Having used the old Dish Online feature regularly, I can say that this update makes it almost impossible to find all the free content that was available before. The interface is much slower and has even caused my DVR to lock up a few times. Also, after thinking more about it, I realized it may be impossible for the Dish Online web site to enable scheduling of programs for download to the DVR since most of the content is provided by Hulu.


----------



## barcop (Oct 13, 2010)

Bring back the "Free Filter" for TV Shows!


----------



## FarmerBob (Nov 28, 2002)

I just had a chance to really sit down with it and use it as I usually do and had to change my favorite to a new slot that resembled my old better color with a color that is palatable to humans. Also I have noticed that they are using a new font in the EPG and descriptions with a really tight kern (the space between letters) and still that bright white background. In print that's fine, but in TV you have to flip it around. The printed page needs the help of light to be seen. A monitor makes its own and it can be too bright and painful and bright text on dark backgrounds works the best. It's a bit of a shock to switch form a program that has moderate lighting to the EPG and a spotlight in your eyes. On any size TV it makes it uncomfortable to read. It's all crammed together, bright and looks like a newbie on a PC grabbed whatever was the easiest and all those that have no knowledge beyond grade school bake sale flyers loved it. Lord knows that I have been through this enough times to make ya want to puke.

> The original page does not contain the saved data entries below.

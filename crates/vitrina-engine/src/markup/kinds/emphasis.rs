/// Bold syntax `**text**`. Inner text may not contain `*`, so same-type
/// nesting is unsupported by design.
pub struct BoldSyntax;

impl BoldSyntax {
    pub const MARKER: &'static [u8; 2] = b"**";
}

/// Italic syntax `*text*`. Inner text may not contain `*`.
///
/// Bold is always tried first, so a `**` run never opens an italic span.
pub struct ItalicSyntax;

impl ItalicSyntax {
    pub const MARKER: u8 = b'*';
}
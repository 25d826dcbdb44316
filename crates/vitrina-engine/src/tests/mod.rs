use std::fs;
use std::path::PathBuf;
use tempfile::TempDir;

/// Create a temporary content directory
pub fn create_test_content_dir() -> TempDir {
    tempfile::tempdir().unwrap()
}

/// Create a file under `posts/` with raw content
pub fn create_test_post_file(content_dir: &TempDir, file_name: &str, content: &str) -> PathBuf {
    let posts_dir = content_dir.path().join("posts");
    fs::create_dir_all(&posts_dir).unwrap();
    let file_path = posts_dir.join(file_name);
    fs::write(&file_path, content).unwrap();
    file_path
}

I'm calling DISH tomorrow to see if there is a "Comment Line" in a phone number or eMail address. Just the short time I spent with it started to give me a headache. And the screenshots provided by kucharsk, it is clear that they aren't done. I hope. There's a way to do this and they haven't. From what I have seen on DTV, TiVo and Comcast, their GUI's are severely more thought out. If any thought was put into this it was naive and lacking in professional thought out design.


----------



## Chevy1965 (Apr 26, 2008)

The slowness in OnDemand is all the graphics. Bring back the list and a way to sort. You pull up comedy TV shows and get 849 graphics that you have to page through. They need a non-graphics mode. 

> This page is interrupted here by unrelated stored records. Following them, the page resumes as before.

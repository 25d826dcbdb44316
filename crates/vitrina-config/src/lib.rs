use serde::{Deserialize, Serialize};
use std::path::{Path, PathBuf};
use thiserror::Error;

#[derive(Debug, Error)]
pub enum ConfigError {
    #[error("Failed to read config file at {config_path}: {source}")]
    ConfigReadError {
        config_path: PathBuf,
        source: std::io::Error,
    },

    #[error("Failed to parse config file at {config_path}: {source}")]
    ConfigParseError {
        config_path: PathBuf,
        source: toml::de::Error,
    },
}

#[derive(Debug, Serialize, Deserialize)]
pub struct Config {
    /// Root of the file-backed content store (holds `posts/`).
    pub content_path: PathBuf,
    /// Display code of the authoring language, e.g. "es".
    #[serde(default = "default_primary_language")]
    pub primary_language: String,
    /// Display code of the translation language, e.g. "en".
    #[serde(default = "default_secondary_language")]
    pub secondary_language: String,
    /// Site-wide fallback color hint for parsed links.
    #[serde(default, skip_serializing_if = "Option::is_none")]
    pub link_color: Option<String>,
}

fn default_primary_language() -> String {
    "es".to_string()
}

fn default_secondary_language() -> String {
    "en".to_string()
}

impl Config {
    pub fn load_from_path<P: AsRef<Path>>(config_path: P) -> Result<Option<Self>, ConfigError> {
        let config_path = config_path.as_ref();
        if !config_path.exists() {
            return Ok(None);
        }

        let content = std::fs::read_to_string(config_path).map_err(|source| {
            ConfigError::ConfigReadError {
                config_path: config_path.to_path_buf(),
                source,
            }
        })?;

        let mut config: Config =
            toml::from_str(&content).map_err(|source| ConfigError::ConfigParseError {
                config_path: config_path.to_path_buf(),
                source,
            })?;

        // Expand shell variables and tilde in the loaded content path
        config.content_path = Self::expand_path(&config.content_path).unwrap_or(config.content_path);

        Ok(Some(config))
    }

    pub fn load() -> Result<Option<Self>, ConfigError> {
        let config_path = Self::config_path();
        Self::load_from_path(&config_path)
    }

    pub fn save_to_path<P: AsRef<Path>>(&self, config_path: P) -> anyhow::Result<()> {
        let config_path = config_path.as_ref();
        if let Some(parent) = config_path.parent() {
            std::fs::create_dir_all(parent)?;
        }
        let content = toml::to_string_pretty(self)?;
        std::fs::write(config_path, content)?;
        Ok(())
    }

    pub fn save(&self) -> anyhow::Result<()> {
        let config_path = Self::config_path();
        self.save_to_path(&config_path)
    }

    pub fn config_path() -> PathBuf {
        let config_dir = shellexpand::tilde("~/.config/vitrina");
        PathBuf::from(config_dir.as_ref()).join("config.toml")
    }

    fn expand_path(path: &Path) -> Option<PathBuf> {
        let path_str = path.to_string_lossy();
        match shellexpand::full(&path_str) {
            Ok(expanded) => Some(PathBuf::from(expanded.as_ref())),
            Err(_) => None,
        }
    }
}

I also had it lock up on me this morning while playing in the OnDemand Screens. Had to do a Soft reboot. Also, adding Midnight Lounge as option #4 as opposed to #5 is stupid. People are used to hitting #4 to get to their EHD. They should never change option numbers. Don't they know there a lot of us Geisers out here that have stuff written down?  I would love a way to hide it, not just lock it out.


----------



## olds403 (Nov 20, 2007)

Got my update on my 722 yesterday. I like the new font in the guide but otherwise I'm not real crazy about the new DVR menu.


----------



## tymekeeper (Jan 11, 2008)

+ 1 on the colors for favorites. Mine changed to a baby poop yellow. YUK


----------



## bnborg (Jun 3, 2005)

I got it last night. The colors don't bother me. I don't watch Dish On-line and I don't use favorites.

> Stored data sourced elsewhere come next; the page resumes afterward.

use serde::{Deserialize, Serialize};
use uuid::Uuid;

use super::block::Block;
use crate::locale::Localized;

/// One portfolio entry: an ordered block sequence plus presentation metadata.
#[derive(Debug, Clone, PartialEq, Serialize, Deserialize)]
pub struct Post {
    pub id: String,
    pub title: Localized<String>,
    #[serde(default)]
    pub category: Localized<String>,
    /// Hidden posts stay in the store but are excluded from listings.
    #[serde(default = "default_visible")]
    pub visible: bool,
    /// Custom ordering key; listings sort ascending on it.
    #[serde(default)]
    pub sort_order: i64,
    #[serde(default)]
    pub background: Background,
    #[serde(default)]
    pub blocks: Vec<Block>,
}

fn default_visible() -> bool {
    true
}

impl Post {
    /// Create an empty visible post with a freshly minted id.
    pub fn new(title: Localized<String>) -> Self {
        Self {
            id: Uuid::new_v4().to_string(),
            title,
            category: Localized::default(),
            visible: true,
            sort_order: 0,
            background: Background::default(),
            blocks: Vec::new(),
        }
    }
}

/// Layered page background: a solid color, an optional image layer, and
/// independent text/card color overrides.
#[derive(Debug, Clone, PartialEq, Serialize, Deserialize)]
pub struct Background {
    pub color: String,
    #[serde(default, skip_serializing_if = "Option::is_none")]
    pub image: Option<BackgroundImage>,
    #[serde(default, skip_serializing_if = "Option::is_none")]
    pub text_color: Option<String>,
    #[serde(default, skip_serializing_if = "Option::is_none")]
    pub card_color: Option<String>,
}

impl Default for Background {
    fn default() -> Self {
        Self {
            color: "#ffffff".to_string(),
            image: None,
            text_color: None,
            card_color: None,
        }
    }
}

/// The image layer of a [`Background`].
#[derive(Debug, Clone, PartialEq, Serialize, Deserialize)]
pub struct BackgroundImage {
    pub url: String,
    #[serde(default = "default_opacity")]
    pub opacity: f32,
    #[serde(default = "default_blend_mode")]
    pub blend_mode: String,
    #[serde(default = "default_fill_mode")]
    pub fill_mode: String,
    /// Explicit CSS size; fill mode alone decides when absent.
    #[serde(default, skip_serializing_if = "Option::is_none")]
    pub size: Option<String>,
}

fn default_opacity() -> f32 {
    1.0
}

fn default_blend_mode() -> String {
    "normal".to_string()
}

fn default_fill_mode() -> String {
    "cover".to_string()
}

#[cfg(test)]
mod tests {
    use super::*;
    use crate::content::BlockBody;
    use crate::locale::Language;

    #[test]
    fn new_post_is_visible_and_empty() {
        let post = Post::new("Proyecto".into());
        assert!(post.visible);
        assert!(post.blocks.is_empty());
        assert_eq!(post.sort_order, 0);
        assert_eq!(post.title.resolve(Language::Primary), "Proyecto");
    }

    #[test]
    fn block_order_is_display_order() {
        let mut post = Post::new("Proyecto".into());
        post.blocks.push(Block::new(BlockBody::Header {
            content: "titulo".into(),
        }));
        post.blocks.push(Block::new(BlockBody::Text {
            content: "cuerpo".into(),
        }));

        let kinds: Vec<_> = post
            .blocks
            .iter()
            .map(|b| match b.body {
                BlockBody::Header { .. } => "header",
                BlockBody::Text { .. } => "text",
                _ => "other",
            })
            .collect();
        assert_eq!(kinds, ["header", "text"]);
    }

    #[test]
    fn minimal_json_fills_defaults() {
        let json = r#"{"id":"p1","title":{"primary":"Hola"}}"#;
        let post: Post = serde_json::from_str(json).unwrap();
        assert!(post.visible);
        assert_eq!(post.background.color, "#ffffff");
        assert!(post.background.image.is_none());
        assert!(post.blocks.is_empty());
    }

    #[test]
    fn background_image_defaults() {
        let json = r#"{"url":"bg.png"}"#;
        let image: BackgroundImage = serde_json::from_str(json).unwrap();
        assert_eq!(image.opacity, 1.0);
        assert_eq!(image.blend_mode, "normal");
        assert_eq!(image.fill_mode, "cover");
        assert!(image.size.is_none());
    }

    #[test]
    fn post_roundtrips_through_json() {
        let mut post = Post::new(Localized::with_secondary(
            "Hola".to_string(),
            "Hello".to_string(),
        ));
        post.category = "cerámica".into();
        post.sort_order = 7;
        post.background.image = Some(BackgroundImage {
            url: "bg.png".to_string(),
            opacity: 0.4,
            blend_mode: "multiply".to_string(),
            fill_mode: "contain".to_string(),
            size: Some("50%".to_string()),
        });
        post.blocks.push(Block::new(BlockBody::Text {
            content: "un **texto**".into(),
        }));

        let json = serde_json::to_string_pretty(&post).unwrap();
        let back: Post = serde_json::from_str(&json).unwrap();
        assert_eq!(back, post);
    }
}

I have not noticed anything new fixed or broke yet. Although possibly it is even less responsive now.


----------



## TulsaOK (Feb 24, 2004)

When checking INFO on a program within a folder (group), upon exiting the INFO, instead of leaving the folder open, it collapses it. If you're checking the INFO on several recordings within a folder, it's very annoying. How do you screw that up in the new firmware? Two words apparently foreign to Dish: regression testing. Learn 'em, use 'em.


----------



## Tulsa1 (Oct 15, 2003)

This is definitely one of those times I wish I could back up a FW version.
I was fairly content with the previous FW. I have found NOTHING positive about this one.


----------



## RasputinAXP (Jan 23, 2008)

Wow. So now if I'm doing an Edit in the DVR menu to delete a bunch of crap, and I hit Info to see specifics on something, it locks up until I hit Guide.

What a pain.


----------



## BqWUDUDj (Feb 26, 2007)

Here's another hassle -- deleting or unprotecting a protected recording requires a password.

I set the password and locked adult channels to avoid the porn listings on the ad screen (first Guide button press). Now deleting protected recordings brings up a new "Enter Password" dialog. Lucky for me, I use the same four digit code for my luggage, so I remembered what it was.


----------



## GrumpyBear (Feb 1, 2006)

BqWUDUDj said:


> Here's another hassle -- deleting or unprotecting a protected recording requires a password.
> 
> I set the password and locked adult channels to avoid the porn listings on the ad screen (first Guide button press). Now deleting protected recordings brings up a new "Enter Password" dialog. Lucky for me, I use the same four digit code for my luggage, so I remembered what it was.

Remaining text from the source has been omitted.